■ Exercise instructions
Only lines containing "PageConfig" belong in the answer, each copied from the entries below.

■ Excerpted records

//! Page configuration: base URL, default route parameters, front controllers.

use std::collections::BTreeMap;
use std::path::Path;

use regex::Regex;
use serde::{Deserialize, Serialize};
use url::Url;

use crate::locator::Parameters;
use crate::result::{PageError, PageResult};

/// Default locale added to every generated route URL
pub const DEFAULT_LOCALE: &str = "en_US";

/// Front-controller scripts stripped before route matching
pub const DEFAULT_FRONT_CONTROLLERS: [&str; 4] = [
    "app.php",
    "app_dev.php",
    "app_test.php",
    "app_test_cached.php",
];

/// Configuration shared by every page object of a test run
#[derive(Debug, Clone, PartialEq, Serialize, Deserialize)]
#[serde(default)]
pub struct PageConfig {
    /// Base URL relative paths are resolved against
    pub base_url: Option<String>,
    /// Parameters merged into generated route URLs unless the caller sets them
    pub default_parameters: Parameters,
    /// Front-controller scripts (`app_dev.php`) stripped from paths
    pub front_controllers: Vec<String>,
    /// Any other parameter
    #[serde(flatten)]
    pub extra: BTreeMap<String, serde_json::Value>,
}

impl Default for PageConfig {
    fn default() -> Self {
        let mut default_parameters = Parameters::new();
        let _ = default_parameters.insert("_locale".to_string(), DEFAULT_LOCALE.to_string());
        Self {
            base_url: None,
            default_parameters,
            front_controllers: DEFAULT_FRONT_CONTROLLERS
                .iter()
                .map(|s| (*s).to_string())
                .collect(),
            extra: BTreeMap::new(),
        }
    }
}

impl PageConfig {
    /// Create a new config with defaults
    #[must_use]
    pub fn new() -> Self {
        Self::default()
    }

    /// Set the base URL
    #[must_use]
    pub fn with_base_url(mut self, base_url: impl Into<String>) -> Self {
        self.base_url = Some(base_url.into());
        self
    }

    /// Add or replace a default parameter
    #[must_use]
    pub fn with_default_parameter(mut self, key: impl Into<String>, value: impl Into<String>) -> Self {
        let _ = self.default_parameters.insert(key.into(), value.into());
        self
    }

    /// Drop all default parameters
    #[must_use]
    pub fn without_default_parameters(mut self) -> Self {
        self.default_parameters.clear();
        self
    }

    /// Replace the front-controller list
    #[must_use]
    pub fn with_front_controllers<I, S>(mut self, scripts: I) -> Self
    where
        I: IntoIterator<Item = S>,
        S: Into<String>,
    {
        self.front_controllers = scripts.into_iter().map(Into::into).collect();
        self
    }

    /// Set an extra parameter
    #[must_use]
    pub fn with_parameter(mut self, key: impl Into<String>, value: impl Into<serde_json::Value>) -> Self {
        let _ = self.extra.insert(key.into(), value.into());
        self
    }

    /// Look up an extra parameter
    #[must_use]
    pub fn parameter(&self, key: &str) -> Option<&serde_json::Value> {
        self.extra.get(key)
    }

    /// Parse from YAML
    pub fn from_yaml(yaml: &str) -> PageResult<Self> {
        let config: Self = serde_yaml_ng::from_str(yaml)?;
        config.validate()?;
        Ok(config)
    }

    /// Parse from JSON
    pub fn from_json(json: &str) -> PageResult<Self> {
        let config: Self = serde_json::from_str(json)?;
        config.validate()?;
        Ok(config)
    }

    /// Load a YAML or JSON file, chosen by extension
    pub fn load(path: &Path) -> PageResult<Self> {
        let content = std::fs::read_to_string(path)?;
        match path.extension().and_then(|e| e.to_str()) {
            Some("json") => Self::from_json(&content),
            _ => Self::from_yaml(&content),
        }
    }

    /// Reject malformed values
    pub fn validate(&self) -> PageResult<()> {
        if let Some(base_url) = &self.base_url {
            let parsed = Url::parse(base_url).map_err(|e| {
                PageError::configuration(format!("base_url \"{base_url}\" is not a valid URL: {e}"))
            })?;
            if !matches!(parsed.scheme(), "http" | "https") {
                return Err(PageError::configuration(format!(
                    "base_url \"{base_url}\" must use http or https"
                )));
            }
        }
        if self.front_controllers.iter().any(|s| s.trim().is_empty()) {
            return Err(PageError::configuration(
                "front controller names must not be empty",
            ));
        }
        if self.default_parameters.keys().any(String::is_empty) {
            return Err(PageError::configuration(
                "default parameter names must not be empty",
            ));
        }
        Ok(())
    }

    /// Prefix a path with the base URL unless it is already absolute.
    ///
    /// A path is absolute when it starts with `http`.
    pub fn make_path_absolute(&self, path: &str) -> PageResult<String> {
        if path.starts_with("http") {
            return Ok(path.to_string());
        }
        let base_url = self
            .base_url
            .as_deref()
            .ok_or_else(|| PageError::configuration("base_url is not configured"))?;
        Ok(format!(
            "{}/{}",
            base_url.trim_end_matches('/'),
            path.trim_start_matches('/')
        ))
    }

    /// Compile the front-controller list
    pub fn front_controller_matcher(&self) -> PageResult<FrontControllers> {
        FrontControllers::new(&self.front_controllers)
    }
}

/// Strips a leading `/<script>.php/` from paths
#[derive(Debug, Clone)]
pub struct FrontControllers {
    pattern: Option<Regex>,
}

impl FrontControllers {
    /// Compile a set of script names
    pub fn new<S: AsRef<str>>(scripts: &[S]) -> PageResult<Self> {
        if scripts.is_empty() {
            return Ok(Self { pattern: None });
        }
        let alternatives = scripts
            .iter()
            .map(|s| regex::escape(s.as_ref().trim_matches('/')))
            .collect::<Vec<_>>()
            .join("|");
        let pattern = Regex::new(&format!("^/(?:{alternatives})/"))
            .map_err(|e| PageError::configuration(format!("invalid front controller: {e}")))?;
        Ok(Self {
            pattern: Some(pattern),
        })
    }

    /// Replace a leading front-controller segment with `/`
    #[must_use]
    pub fn normalize(&self, path: &str) -> String {
        match &self.pattern {
            Some(pattern) => pattern.replace(path, "/").into_owned(),
            None => path.to_string(),
        }
    }
}

impl Default for FrontControllers {
    fn default() -> Self {
        Self::new(&DEFAULT_FRONT_CONTROLLERS).unwrap_or(Self { pattern: None })
    }
}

■ Task solution
pub struct PageConfig {
impl Default for PageConfig {
impl PageConfig {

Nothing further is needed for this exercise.